**WORK TO BE COMPLETED**.
Every single line below has to be printed once more, exactly.

***** EXTRACTED MATERIAL *****

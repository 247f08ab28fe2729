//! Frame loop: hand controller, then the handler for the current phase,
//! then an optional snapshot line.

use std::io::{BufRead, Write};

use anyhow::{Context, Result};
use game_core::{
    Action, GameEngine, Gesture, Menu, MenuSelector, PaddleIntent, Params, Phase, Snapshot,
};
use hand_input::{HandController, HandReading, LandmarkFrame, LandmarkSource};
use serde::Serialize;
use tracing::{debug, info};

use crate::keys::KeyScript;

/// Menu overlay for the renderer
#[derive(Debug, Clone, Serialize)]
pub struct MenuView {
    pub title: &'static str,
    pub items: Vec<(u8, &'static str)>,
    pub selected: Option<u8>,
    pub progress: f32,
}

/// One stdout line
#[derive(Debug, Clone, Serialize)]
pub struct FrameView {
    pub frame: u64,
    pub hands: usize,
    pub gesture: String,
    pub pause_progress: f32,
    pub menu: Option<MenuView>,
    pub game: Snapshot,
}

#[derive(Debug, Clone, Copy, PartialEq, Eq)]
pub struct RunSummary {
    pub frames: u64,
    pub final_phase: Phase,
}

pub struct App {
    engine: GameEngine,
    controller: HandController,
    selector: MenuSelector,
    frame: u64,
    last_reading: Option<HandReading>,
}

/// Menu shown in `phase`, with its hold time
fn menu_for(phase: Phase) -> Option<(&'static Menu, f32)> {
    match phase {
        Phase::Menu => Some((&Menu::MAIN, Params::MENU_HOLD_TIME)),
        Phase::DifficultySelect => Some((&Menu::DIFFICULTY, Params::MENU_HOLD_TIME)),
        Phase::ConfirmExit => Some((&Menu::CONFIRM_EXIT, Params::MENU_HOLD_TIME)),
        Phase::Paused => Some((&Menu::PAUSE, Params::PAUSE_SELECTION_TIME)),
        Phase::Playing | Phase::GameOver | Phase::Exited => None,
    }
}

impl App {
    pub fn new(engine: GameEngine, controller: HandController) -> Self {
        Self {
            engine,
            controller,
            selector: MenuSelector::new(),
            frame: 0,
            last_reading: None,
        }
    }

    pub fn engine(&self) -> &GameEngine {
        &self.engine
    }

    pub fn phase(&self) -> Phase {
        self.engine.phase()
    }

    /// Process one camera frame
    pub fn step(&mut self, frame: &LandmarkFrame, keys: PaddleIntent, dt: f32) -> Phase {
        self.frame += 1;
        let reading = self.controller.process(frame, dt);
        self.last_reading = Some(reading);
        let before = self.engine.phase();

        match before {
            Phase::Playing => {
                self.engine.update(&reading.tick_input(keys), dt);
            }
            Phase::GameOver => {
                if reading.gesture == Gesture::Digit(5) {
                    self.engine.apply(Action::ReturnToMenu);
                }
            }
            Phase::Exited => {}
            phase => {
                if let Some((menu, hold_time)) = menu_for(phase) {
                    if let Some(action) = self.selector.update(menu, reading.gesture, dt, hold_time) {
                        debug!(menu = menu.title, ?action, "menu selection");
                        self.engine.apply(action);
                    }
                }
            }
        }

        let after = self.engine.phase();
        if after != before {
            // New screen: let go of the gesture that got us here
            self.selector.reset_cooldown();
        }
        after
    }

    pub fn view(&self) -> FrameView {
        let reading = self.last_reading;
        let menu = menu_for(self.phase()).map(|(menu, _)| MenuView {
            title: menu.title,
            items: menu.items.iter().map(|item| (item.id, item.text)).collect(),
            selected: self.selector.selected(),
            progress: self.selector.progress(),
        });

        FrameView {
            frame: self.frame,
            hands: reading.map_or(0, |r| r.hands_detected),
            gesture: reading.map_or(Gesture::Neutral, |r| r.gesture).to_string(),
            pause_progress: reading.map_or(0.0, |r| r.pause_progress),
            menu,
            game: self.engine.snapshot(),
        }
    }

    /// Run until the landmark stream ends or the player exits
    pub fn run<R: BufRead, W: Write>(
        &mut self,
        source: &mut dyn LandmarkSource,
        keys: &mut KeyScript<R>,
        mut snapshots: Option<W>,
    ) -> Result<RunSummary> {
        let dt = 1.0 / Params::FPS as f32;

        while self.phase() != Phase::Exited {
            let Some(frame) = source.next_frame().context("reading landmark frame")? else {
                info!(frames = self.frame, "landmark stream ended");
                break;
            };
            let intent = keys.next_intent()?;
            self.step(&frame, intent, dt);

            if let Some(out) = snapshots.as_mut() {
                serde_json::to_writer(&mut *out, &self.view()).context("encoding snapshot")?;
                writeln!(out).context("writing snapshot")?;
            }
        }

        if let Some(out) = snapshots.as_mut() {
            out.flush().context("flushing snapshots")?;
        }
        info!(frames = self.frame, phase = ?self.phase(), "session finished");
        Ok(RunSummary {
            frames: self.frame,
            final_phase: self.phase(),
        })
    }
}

*****

**ANSWER TO THE EXERCISE**.
repository 247f08ab28fe2729
//! Frame loop: hand controller, then the handler for the current phase,
//! then an optional snapshot line.

use std::io::{BufRead, Write};

use anyhow::{Context, Result};
use game_core::{
    Action, GameEngine, Gesture, Menu, MenuSelector, PaddleIntent, Params, Phase, Snapshot,
};
use hand_input::{HandController, HandReading, LandmarkFrame, LandmarkSource};
use serde::Serialize;
use tracing::{debug, info};

use crate::keys::KeyScript;

/// Menu overlay for the renderer
#[derive(Debug, Clone, Serialize)]
pub struct MenuView {
    pub title: &'static str,
    pub items: Vec<(u8, &'static str)>,
    pub selected: Option<u8>,
    pub progress: f32,
}

/// One stdout line
#[derive(Debug, Clone, Serialize)]
pub struct FrameView {
    pub frame: u64,
    pub hands: usize,
    pub gesture: String,
    pub pause_progress: f32,
    pub menu: Option<MenuView>,
    pub game: Snapshot,
}

#[derive(Debug, Clone, Copy, PartialEq, Eq)]
pub struct RunSummary {
    pub frames: u64,
    pub final_phase: Phase,
}

pub struct App {
    engine: GameEngine,
    controller: HandController,
    selector: MenuSelector,
    frame: u64,
    last_reading: Option<HandReading>,
}

/// Menu shown in `phase`, with its hold time
fn menu_for(phase: Phase) -> Option<(&'static Menu, f32)> {
    match phase {
        Phase::Menu => Some((&Menu::MAIN, Params::MENU_HOLD_TIME)),
        Phase::DifficultySelect => Some((&Menu::DIFFICULTY, Params::MENU_HOLD_TIME)),
        Phase::ConfirmExit => Some((&Menu::CONFIRM_EXIT, Params::MENU_HOLD_TIME)),
        Phase::Paused => Some((&Menu::PAUSE, Params::PAUSE_SELECTION_TIME)),
        Phase::Playing | Phase::GameOver | Phase::Exited => None,
    }
}

impl App {
    pub fn new(engine: GameEngine, controller: HandController) -> Self {
        Self {
            engine,
            controller,
            selector: MenuSelector::new(),
            frame: 0,
            last_reading: None,
        }
    }

    pub fn engine(&self) -> &GameEngine {
        &self.engine
    }

    pub fn phase(&self) -> Phase {
        self.engine.phase()
    }

    /// Process one camera frame
    pub fn step(&mut self, frame: &LandmarkFrame, keys: PaddleIntent, dt: f32) -> Phase {
        self.frame += 1;
        let reading = self.controller.process(frame, dt);
        self.last_reading = Some(reading);
        let before = self.engine.phase();

        match before {
            Phase::Playing => {
                self.engine.update(&reading.tick_input(keys), dt);
            }
            Phase::GameOver => {
                if reading.gesture == Gesture::Digit(5) {
                    self.engine.apply(Action::ReturnToMenu);
                }
            }
            Phase::Exited => {}
            phase => {
                if let Some((menu, hold_time)) = menu_for(phase) {
                    if let Some(action) = self.selector.update(menu, reading.gesture, dt, hold_time) {
                        debug!(menu = menu.title, ?action, "menu selection");
                        self.engine.apply(action);
                    }
                }
            }
        }

        let after = self.engine.phase();
        if after != before {
            // New screen: let go of the gesture that got us here
            self.selector.reset_cooldown();
        }
        after
    }

    pub fn view(&self) -> FrameView {
        let reading = self.last_reading;
        let menu = menu_for(self.phase()).map(|(menu, _)| MenuView {
            title: menu.title,
            items: menu.items.iter().map(|item| (item.id, item.text)).collect(),
            selected: self.selector.selected(),
            progress: self.selector.progress(),
        });

        FrameView {
            frame: self.frame,
            hands: reading.map_or(0, |r| r.hands_detected),
            gesture: reading.map_or(Gesture::Neutral, |r| r.gesture).to_string(),
            pause_progress: reading.map_or(0.0, |r| r.pause_progress),
            menu,
            game: self.engine.snapshot(),
        }
    }

    /// Run until the landmark stream ends or the player exits
    pub fn run<R: BufRead, W: Write>(
        &mut self,
        source: &mut dyn LandmarkSource,
        keys: &mut KeyScript<R>,
        mut snapshots: Option<W>,
    ) -> Result<RunSummary> {
        let dt = 1.0 / Params::FPS as f32;

        while self.phase() != Phase::Exited {
            let Some(frame) = source.next_frame().context("reading landmark frame")? else {
                info!(frames = self.frame, "landmark stream ended");
                break;
            };
            let intent = keys.next_intent()?;
            self.step(&frame, intent, dt);

            if let Some(out) = snapshots.as_mut() {
                serde_json::to_writer(&mut *out, &self.view()).context("encoding snapshot")?;
                writeln!(out).context("writing snapshot")?;
            }
        }

        if let Some(out) = snapshots.as_mut() {
            out.flush().context("flushing snapshots")?;
        }
        info!(frames = self.frame, phase = ?self.phase(), "session finished");
        Ok(RunSummary {
            frames: self.frame,
            final_phase: self.phase(),
        })
    }
}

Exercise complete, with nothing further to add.